Australia was one of the first places you toured with Cradle, wasn’t it? Any standout memories?
We actually had a few tail end dates of the Asian tour fall through so we had a whole week off in Brisbane. And boy did we need it at that point! I remember we were all exhausted with the time change. I got to go around the city for the week and visit newly made friends. I find Australia is like a warmer Canada. Everyone is so friendly and happy. I felt at home minus the snow and koalas instead of raccoons (laughs). I do remember enjoying each and every city though and the crowds were a riot to perform for.
Any chance we might see you here again off the back of this record? Soundwave ’16 maybe?
That’d be amazing if we could play that festival! I do know that an Australian tour is in talks and we are hoping to extend it to New Zealand as well. So here’s hoping it actually happens.
I notice you rock a lot of Black Milk Clothing – are there any other Aussie brands or products you’re into?
I do love my Black Milk. The ladies at the company have really been so good to me. I sadly do not know of too many more Australian brands. I am hoping to look out for more vegan beauty products next time I visit.
Biggest “OMG” moment to date?
Every time we run into Within Temptation on the road, which has been twice now. Sharon and the guys have always been so kind to us. It may not seem like a big deal, and I try not to make a big deal out of it, but their albums The Silent Force and The Heart of Everything really changed my life as a singer and songwriter. Those albums came to me at a time in my life when I really needed them the most. The last time we ran into them we had to change rooms next to one another when we played Graspop in Belgium and the guys kept poking fun at me and told me to “go say hi”. And I’m like, “Guys, they can hear us, stop!”

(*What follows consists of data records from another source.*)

//! Template arguments.
//!
//! Every argument of a [`Template`] is either a single value, a caller-named
//! [`Parameter`], or a sequence that the binder expands into one parameter per
//! element. Strings and byte blobs are single values even though they are
//! sequences in memory.

use std::collections::{BTreeSet, HashSet};

use chrono::{NaiveDate, NaiveDateTime};
use uuid::Uuid;

use crate::value::{Decimal, ToValue, Value};

/// A parameter whose name is chosen by the caller.
#[derive(Debug, Clone, PartialEq)]
pub struct Parameter {
    name: String,
    value: Value,
}

impl Parameter {
    pub fn new(name: impl Into<String>, value: impl ToValue) -> Self {
        Self {
            name: name.into(),
            value: value.to_value(),
        }
    }

    pub fn name(&self) -> &str {
        &self.name
    }

    pub fn value(&self) -> &Value {
        &self.value
    }
}

/// One template argument.
#[derive(Debug, Clone, PartialEq)]
pub enum Argument {
    Value(Value),
    Parameter(Parameter),
    Sequence(Vec<Argument>),
}

impl Argument {
    /// Builds a sequence argument from any iterable of arguments.
    pub fn sequence<I>(items: I) -> Self
    where
        I: IntoIterator,
        I::Item: ToArgument,
    {
        Argument::Sequence(items.into_iter().map(|item| item.to_argument()).collect())
    }

    pub fn is_sequence(&self) -> bool {
        matches!(self, Argument::Sequence(_))
    }
}

/// Conversion into a template [`Argument`].
pub trait ToArgument {
    fn to_argument(&self) -> Argument;
}

/// Types that expand element-wise when they appear inside a collection.
///
/// `u8` is deliberately absent: `Vec<u8>` and `[u8]` are byte blobs.
pub trait SequenceElement: ToArgument {}

impl<T: ToArgument + ?Sized> ToArgument for &T {
    fn to_argument(&self) -> Argument {
        (**self).to_argument()
    }
}

impl<T: SequenceElement + ?Sized> SequenceElement for &T {}

impl ToArgument for Argument {
    fn to_argument(&self) -> Argument {
        self.clone()
    }
}

impl ToArgument for Parameter {
    fn to_argument(&self) -> Argument {
        Argument::Parameter(self.clone())
    }
}

impl<T: ToValue> ToArgument for Option<T> {
    fn to_argument(&self) -> Argument {
        Argument::Value(self.to_value())
    }
}

impl<T: ToValue> SequenceElement for Option<T> {}
impl SequenceElement for Argument {}
impl SequenceElement for Parameter {}

macro_rules! impl_atomic_argument {
    ($($ty:ty),* $(,)?) => {
        $(
            impl ToArgument for $ty {
                fn to_argument(&self) -> Argument {
                    Argument::Value(self.to_value())
                }
            }
        )*
    };
}

macro_rules! impl_sequence_element {
    ($($ty:ty),* $(,)?) => {
        $( impl SequenceElement for $ty {} )*
    };
}

impl_atomic_argument!(
    Value, bool, u8, char, i8, i16, u16, i32, u32, i64, u64, f32, f64, Decimal, String, str,
    Vec<u8>, [u8], NaiveDateTime, NaiveDate, Uuid,
);

impl_sequence_element!(
    Value, bool, char, i8, i16, u16, i32, u32, i64, u64, f32, f64, Decimal, String, str,
    Vec<u8>, NaiveDateTime, NaiveDate, Uuid,
);

impl<T: SequenceElement> ToArgument for Vec<T> {
    fn to_argument(&self) -> Argument {
        Argument::sequence(self)
    }
}

impl<T: SequenceElement> ToArgument for [T] {
    fn to_argument(&self) -> Argument {
        Argument::sequence(self)
    }
}

impl<T: SequenceElement, const N: usize> ToArgument for [T; N] {
    fn to_argument(&self) -> Argument {
        Argument::sequence(self)
    }
}

impl<T: SequenceElement> ToArgument for BTreeSet<T> {
    fn to_argument(&self) -> Argument {
        Argument::sequence(self)
    }
}

impl<T: SequenceElement, S> ToArgument for HashSet<T, S> {
    fn to_argument(&self) -> Argument {
        Argument::sequence(self)
    }
}

/// A format string with `{index}` slots and its arguments.
///
/// Usually built with the [`template!`](crate::template) macro.
#[derive(Debug, Clone, PartialEq)]
pub struct Template {
    format: String,
    arguments: Vec<Argument>,
}

impl Template {
    pub fn new(format: impl Into<String>, arguments: Vec<Argument>) -> Self {
        Self {
            format: format.into(),
            arguments,
        }
    }

    /// Appends another argument.
    pub fn arg(mut self, argument: impl ToArgument) -> Self {
        self.arguments.push(argument.to_argument());
        self
    }

    pub fn format(&self) -> &str {
        &self.format
    }

    pub fn arguments(&self) -> &[Argument] {
        &self.arguments
    }
}

#[cfg(test)]
mod tests {
    use super::*;

    #[test]
    fn test_text_and_bytes_are_atomic() {
        assert!(!"abc".to_argument().is_sequence());
        assert!(!String::from("abc").to_argument().is_sequence());
        assert!(!vec![1u8, 2, 3].to_argument().is_sequence());
    }

    #[test]
    fn test_collections_are_sequences() {
        assert_eq!(
            vec![1, 2].to_argument(),
            Argument::Sequence(vec![
                Argument::Value(Value::Int32(1)),
                Argument::Value(Value::Int32(2)),
            ])
        );
        assert!(["a", "b"].to_argument().is_sequence());
        assert!(BTreeSet::from([3i64]).to_argument().is_sequence());
        assert!(vec![vec![1u8], vec![2u8]].to_argument().is_sequence());
    }

    #[test]
    fn test_option_maps_to_null() {
        assert_eq!(None::<i32>.to_argument(), Argument::Value(Value::Null));
    }

    #[test]
    fn test_template_arg_appends() {
        let template = Template::new("{0} {1}", vec![]).arg(1).arg("x");
        assert_eq!(template.arguments().len(), 2);
        assert_eq!(template.format(), "{0} {1}");
    }
}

(Bonus fan question): Your name is perfect for stage – is Schoolcraft your real surname?
Well thank you! Actually, my mother was originally gonna name me Nikita before my Oma, bless her, interjected and told my mother to please give me a name that didn’t make me sound like a stripper (laughs). I think Nikita Schoolcraft would have been stellar, but so many people close to me do say I suit the name Lindsay so much better. Schoolcraft is actually the first nation Native American name in my family and I decided to adopt that to pay tribute to that side of my family and bloodline.